Material provided below:

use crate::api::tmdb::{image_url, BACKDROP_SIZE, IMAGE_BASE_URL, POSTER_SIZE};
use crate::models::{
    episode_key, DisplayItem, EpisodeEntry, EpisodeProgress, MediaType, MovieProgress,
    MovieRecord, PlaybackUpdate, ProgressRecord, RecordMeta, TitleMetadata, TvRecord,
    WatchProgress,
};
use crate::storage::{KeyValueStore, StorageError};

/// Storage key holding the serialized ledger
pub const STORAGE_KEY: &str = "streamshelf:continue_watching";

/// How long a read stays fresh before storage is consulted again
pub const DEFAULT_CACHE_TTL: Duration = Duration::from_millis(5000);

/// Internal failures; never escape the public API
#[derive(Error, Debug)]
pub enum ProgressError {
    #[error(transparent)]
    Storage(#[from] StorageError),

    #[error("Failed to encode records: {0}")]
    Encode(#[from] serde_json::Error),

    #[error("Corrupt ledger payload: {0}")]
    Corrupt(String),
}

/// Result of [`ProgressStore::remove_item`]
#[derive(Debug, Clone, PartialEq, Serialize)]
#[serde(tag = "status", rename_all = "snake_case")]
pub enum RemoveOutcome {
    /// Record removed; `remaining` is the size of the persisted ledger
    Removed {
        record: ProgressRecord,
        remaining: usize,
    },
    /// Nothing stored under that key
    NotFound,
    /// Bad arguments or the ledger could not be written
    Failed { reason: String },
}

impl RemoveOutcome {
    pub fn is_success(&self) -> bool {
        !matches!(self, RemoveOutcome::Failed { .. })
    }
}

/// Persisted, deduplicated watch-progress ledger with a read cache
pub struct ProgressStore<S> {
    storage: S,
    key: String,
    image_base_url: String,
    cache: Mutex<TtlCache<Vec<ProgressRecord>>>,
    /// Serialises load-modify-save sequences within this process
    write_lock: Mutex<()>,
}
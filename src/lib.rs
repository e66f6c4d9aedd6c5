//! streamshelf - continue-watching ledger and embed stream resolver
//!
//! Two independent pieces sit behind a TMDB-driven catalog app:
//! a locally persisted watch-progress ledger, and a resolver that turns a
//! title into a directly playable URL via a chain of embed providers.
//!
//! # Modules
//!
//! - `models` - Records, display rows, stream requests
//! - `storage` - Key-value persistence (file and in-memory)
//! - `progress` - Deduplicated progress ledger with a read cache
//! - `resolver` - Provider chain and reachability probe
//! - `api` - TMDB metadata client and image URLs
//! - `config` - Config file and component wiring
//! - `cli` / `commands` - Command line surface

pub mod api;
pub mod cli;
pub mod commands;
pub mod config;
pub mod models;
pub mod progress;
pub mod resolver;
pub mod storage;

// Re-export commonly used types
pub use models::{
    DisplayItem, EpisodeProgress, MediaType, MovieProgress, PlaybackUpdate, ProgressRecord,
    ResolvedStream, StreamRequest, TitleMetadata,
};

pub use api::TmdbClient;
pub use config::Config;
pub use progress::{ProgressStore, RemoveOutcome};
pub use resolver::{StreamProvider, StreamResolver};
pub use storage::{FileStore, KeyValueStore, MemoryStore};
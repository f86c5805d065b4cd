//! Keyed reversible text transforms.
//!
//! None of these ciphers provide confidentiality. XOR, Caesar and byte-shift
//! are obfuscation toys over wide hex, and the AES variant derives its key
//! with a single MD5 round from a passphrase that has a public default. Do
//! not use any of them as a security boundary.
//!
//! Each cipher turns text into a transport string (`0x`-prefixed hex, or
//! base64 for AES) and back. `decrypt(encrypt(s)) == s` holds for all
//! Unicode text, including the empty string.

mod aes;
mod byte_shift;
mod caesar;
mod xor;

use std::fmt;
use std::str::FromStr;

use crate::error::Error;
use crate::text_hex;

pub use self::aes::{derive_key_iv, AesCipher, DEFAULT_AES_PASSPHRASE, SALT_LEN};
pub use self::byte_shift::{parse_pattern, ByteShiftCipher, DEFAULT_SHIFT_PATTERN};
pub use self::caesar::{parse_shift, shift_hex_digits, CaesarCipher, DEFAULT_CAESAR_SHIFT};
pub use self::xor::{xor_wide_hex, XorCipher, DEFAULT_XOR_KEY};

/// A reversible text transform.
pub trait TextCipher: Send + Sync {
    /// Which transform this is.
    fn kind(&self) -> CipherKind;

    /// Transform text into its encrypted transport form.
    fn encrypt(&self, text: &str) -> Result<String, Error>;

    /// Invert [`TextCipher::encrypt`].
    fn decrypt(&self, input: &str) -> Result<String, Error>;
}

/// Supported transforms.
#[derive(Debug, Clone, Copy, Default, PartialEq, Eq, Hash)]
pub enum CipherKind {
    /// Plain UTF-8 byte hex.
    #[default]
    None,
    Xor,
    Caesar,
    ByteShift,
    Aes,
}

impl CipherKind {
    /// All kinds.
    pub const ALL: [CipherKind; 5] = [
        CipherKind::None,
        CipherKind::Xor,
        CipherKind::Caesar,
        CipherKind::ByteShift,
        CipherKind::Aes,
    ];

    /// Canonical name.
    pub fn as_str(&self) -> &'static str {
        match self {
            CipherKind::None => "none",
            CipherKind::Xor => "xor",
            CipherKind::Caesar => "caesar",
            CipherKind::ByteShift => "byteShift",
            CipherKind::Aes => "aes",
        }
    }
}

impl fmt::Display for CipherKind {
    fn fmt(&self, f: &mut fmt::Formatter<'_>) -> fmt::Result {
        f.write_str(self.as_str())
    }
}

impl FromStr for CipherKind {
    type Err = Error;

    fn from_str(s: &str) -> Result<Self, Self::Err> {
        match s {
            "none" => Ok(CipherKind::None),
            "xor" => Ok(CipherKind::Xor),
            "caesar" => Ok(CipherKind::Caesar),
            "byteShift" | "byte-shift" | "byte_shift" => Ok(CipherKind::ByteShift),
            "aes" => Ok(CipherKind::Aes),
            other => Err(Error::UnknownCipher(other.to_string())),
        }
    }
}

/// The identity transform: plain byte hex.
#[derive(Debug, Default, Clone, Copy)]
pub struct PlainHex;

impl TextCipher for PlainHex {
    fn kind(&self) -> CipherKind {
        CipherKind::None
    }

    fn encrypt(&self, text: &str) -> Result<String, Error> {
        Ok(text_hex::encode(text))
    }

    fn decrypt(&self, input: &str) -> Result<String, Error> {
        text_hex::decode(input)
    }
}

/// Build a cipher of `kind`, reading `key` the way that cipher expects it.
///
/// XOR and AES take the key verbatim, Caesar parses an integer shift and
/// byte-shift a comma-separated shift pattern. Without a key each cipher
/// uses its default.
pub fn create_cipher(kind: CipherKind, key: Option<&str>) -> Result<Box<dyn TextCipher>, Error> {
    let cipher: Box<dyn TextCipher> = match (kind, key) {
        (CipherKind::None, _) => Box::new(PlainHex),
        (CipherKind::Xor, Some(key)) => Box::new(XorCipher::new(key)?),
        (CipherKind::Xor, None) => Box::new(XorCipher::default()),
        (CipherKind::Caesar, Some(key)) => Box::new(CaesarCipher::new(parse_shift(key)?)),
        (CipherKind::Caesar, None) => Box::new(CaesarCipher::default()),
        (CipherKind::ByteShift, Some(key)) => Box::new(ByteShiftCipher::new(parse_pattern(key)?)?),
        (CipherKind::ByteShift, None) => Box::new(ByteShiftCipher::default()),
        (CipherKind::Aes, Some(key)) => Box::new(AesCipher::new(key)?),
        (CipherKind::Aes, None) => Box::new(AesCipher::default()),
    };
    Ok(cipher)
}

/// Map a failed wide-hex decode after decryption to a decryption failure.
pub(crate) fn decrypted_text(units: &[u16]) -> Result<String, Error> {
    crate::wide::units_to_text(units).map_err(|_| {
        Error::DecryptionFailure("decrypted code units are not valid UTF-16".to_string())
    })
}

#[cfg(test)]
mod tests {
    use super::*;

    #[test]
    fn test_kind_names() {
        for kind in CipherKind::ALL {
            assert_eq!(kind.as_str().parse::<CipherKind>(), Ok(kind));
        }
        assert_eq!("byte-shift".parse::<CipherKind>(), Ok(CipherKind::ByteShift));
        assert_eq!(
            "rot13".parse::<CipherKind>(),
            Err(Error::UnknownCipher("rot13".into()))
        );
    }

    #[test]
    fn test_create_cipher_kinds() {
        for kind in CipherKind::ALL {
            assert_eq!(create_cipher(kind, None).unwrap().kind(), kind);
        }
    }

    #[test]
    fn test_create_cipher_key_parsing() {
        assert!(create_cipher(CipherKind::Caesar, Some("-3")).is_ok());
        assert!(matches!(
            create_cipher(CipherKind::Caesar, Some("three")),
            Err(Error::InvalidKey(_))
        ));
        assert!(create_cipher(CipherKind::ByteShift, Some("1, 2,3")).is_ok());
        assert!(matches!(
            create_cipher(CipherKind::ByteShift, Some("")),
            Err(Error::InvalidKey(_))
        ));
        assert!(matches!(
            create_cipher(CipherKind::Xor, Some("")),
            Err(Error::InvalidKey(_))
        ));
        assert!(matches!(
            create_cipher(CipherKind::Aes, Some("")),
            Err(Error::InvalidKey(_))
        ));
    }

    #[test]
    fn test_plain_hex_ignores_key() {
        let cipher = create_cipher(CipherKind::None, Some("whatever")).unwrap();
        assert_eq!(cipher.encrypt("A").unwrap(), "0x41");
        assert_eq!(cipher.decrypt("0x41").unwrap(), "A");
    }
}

End of Material provided.

Read the lines above. Gather those in which the string "TextCipher" is found.

* Task result:
pub trait TextCipher: Send + Sync {
    /// Invert [`TextCipher::encrypt`].
impl TextCipher for PlainHex {
pub fn create_cipher(kind: CipherKind, key: Option<&str>) -> Result<Box<dyn TextCipher>, Error> {
    let cipher: Box<dyn TextCipher> = match (kind, key) {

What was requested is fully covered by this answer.